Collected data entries
◆ ◆ ◆ ◆

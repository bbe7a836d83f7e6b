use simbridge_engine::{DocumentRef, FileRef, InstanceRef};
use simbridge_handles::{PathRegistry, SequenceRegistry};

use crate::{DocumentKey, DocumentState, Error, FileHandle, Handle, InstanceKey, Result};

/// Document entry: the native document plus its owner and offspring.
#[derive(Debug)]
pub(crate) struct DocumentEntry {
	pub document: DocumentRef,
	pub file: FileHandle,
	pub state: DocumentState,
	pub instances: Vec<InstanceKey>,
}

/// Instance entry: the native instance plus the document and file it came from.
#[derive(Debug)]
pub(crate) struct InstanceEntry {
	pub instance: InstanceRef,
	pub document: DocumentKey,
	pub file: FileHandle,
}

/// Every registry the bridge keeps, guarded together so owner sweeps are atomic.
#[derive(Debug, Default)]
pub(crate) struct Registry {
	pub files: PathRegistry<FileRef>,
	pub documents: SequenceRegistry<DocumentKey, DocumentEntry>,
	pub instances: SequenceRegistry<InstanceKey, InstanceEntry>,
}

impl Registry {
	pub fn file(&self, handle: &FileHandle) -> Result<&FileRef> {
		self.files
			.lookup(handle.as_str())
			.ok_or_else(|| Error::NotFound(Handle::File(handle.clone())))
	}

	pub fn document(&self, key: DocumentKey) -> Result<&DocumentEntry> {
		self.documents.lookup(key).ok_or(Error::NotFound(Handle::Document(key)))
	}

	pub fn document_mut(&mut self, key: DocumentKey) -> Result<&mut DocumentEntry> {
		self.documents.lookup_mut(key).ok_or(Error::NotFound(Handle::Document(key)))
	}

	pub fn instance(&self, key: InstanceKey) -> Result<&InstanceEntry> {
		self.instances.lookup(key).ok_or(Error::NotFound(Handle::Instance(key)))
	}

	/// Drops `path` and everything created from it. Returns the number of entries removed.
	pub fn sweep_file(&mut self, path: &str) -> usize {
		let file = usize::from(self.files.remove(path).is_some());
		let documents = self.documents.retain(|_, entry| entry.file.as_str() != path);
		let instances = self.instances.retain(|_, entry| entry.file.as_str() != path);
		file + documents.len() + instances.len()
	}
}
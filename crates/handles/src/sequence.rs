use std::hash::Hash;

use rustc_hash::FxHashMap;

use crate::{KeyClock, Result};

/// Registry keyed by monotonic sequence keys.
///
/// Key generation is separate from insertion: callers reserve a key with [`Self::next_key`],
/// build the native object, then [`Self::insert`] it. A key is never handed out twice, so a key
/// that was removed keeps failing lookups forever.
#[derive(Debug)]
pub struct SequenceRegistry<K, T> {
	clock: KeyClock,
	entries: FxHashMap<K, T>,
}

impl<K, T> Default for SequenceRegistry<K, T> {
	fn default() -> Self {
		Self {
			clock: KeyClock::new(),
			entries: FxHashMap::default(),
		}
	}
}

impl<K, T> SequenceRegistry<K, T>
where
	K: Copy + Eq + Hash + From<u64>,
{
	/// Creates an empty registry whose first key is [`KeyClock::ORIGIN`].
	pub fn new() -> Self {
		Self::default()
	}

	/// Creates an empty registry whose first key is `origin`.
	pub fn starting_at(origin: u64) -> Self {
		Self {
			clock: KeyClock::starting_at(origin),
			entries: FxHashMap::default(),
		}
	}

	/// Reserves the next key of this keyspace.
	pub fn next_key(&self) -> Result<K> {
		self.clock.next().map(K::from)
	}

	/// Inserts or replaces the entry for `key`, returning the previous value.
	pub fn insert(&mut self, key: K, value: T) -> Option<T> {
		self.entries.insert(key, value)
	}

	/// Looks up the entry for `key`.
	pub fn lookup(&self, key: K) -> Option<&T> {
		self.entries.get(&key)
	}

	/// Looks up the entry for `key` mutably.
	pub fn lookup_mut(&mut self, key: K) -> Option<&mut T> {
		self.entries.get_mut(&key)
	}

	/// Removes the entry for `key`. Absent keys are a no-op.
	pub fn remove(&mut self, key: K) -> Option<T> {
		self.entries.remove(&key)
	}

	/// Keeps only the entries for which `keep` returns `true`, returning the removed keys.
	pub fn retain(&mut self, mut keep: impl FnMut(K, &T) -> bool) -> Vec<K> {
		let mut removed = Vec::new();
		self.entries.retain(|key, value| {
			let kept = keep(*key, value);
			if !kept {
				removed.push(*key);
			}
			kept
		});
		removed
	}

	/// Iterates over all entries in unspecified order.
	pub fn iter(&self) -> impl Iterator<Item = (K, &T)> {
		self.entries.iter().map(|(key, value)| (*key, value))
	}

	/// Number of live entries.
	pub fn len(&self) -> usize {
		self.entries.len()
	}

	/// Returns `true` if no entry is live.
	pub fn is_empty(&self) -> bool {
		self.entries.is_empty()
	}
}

◆ ◆ ◆ ◆

**EXERCISE**. Lines in the records above that carry the word "SequenceRegistry" are to be located and copied.

**EXPECTED ANSWER**.
use simbridge_handles::{PathRegistry, SequenceRegistry};
	pub documents: SequenceRegistry<DocumentKey, DocumentEntry>,
	pub instances: SequenceRegistry<InstanceKey, InstanceEntry>,
pub struct SequenceRegistry<K, T> {
impl<K, T> Default for SequenceRegistry<K, T> {
impl<K, T> SequenceRegistry<K, T>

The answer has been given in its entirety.